The team for "Soil Degradation Prevention and Soil Quality Improvement" at the Institute of Agricultural Resources and Regional Planning (IARRP), Chinese Academy of Agricultural Sciences (CAAS), has revealed the processes and mechanisms through which drying-wetting cycles affects the soil structure of black soil. The research findings have been published in the CATENA  journal.

Farmland soils experience varying intensities and frequencies of drying-wetting cycle. Drying-wetting cycle directly affects soil moisture or indirectly impacts soil microbes, thereby influencing soil structural stability and the mineralization and accumulation of soil organic carbon (SOC). Using rare earth oxides (REOs) tracing technology and focusing on Northeast China's black soil in indoor simulation experiments, the research team found that the average weight diameter (MWD) of soil aggregates did not change significantly during drying-wetting cycles. However, the breakdown and formation of aggregates occurred throughout the entire cultivation process, indicating that soil aggregate breakdown and formation processes, rather than aggregate size distributions, were more of a concern when evaluating the effects of DW cycles on soil structural stability.
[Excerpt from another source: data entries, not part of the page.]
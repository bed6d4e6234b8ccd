//! Domain layer types and invariants.

pub mod acl;
pub mod error;
pub mod nodes;
pub mod sidebar;
pub mod types;
pub mod users;
pub mod validation;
Soil aggregate transformations were the inner drivers to soil aggregation processes and further affected soil physical protection of SOC.POC concentrations were closely related with soil aggregate turnover time. The exposure of POC through aggregate breakdown under high DW intensity resulted in a higher loss of SOC. 

The structural equation modeling (SEM) revealed that DW cycles exerted remarkable effects on soil structural stability by impacting SOC fractions and soil aggregate turnover processes. The research results provide a scientific basis for understanding the decline of soil organic matter in black soil driven by drying-wetting cycle.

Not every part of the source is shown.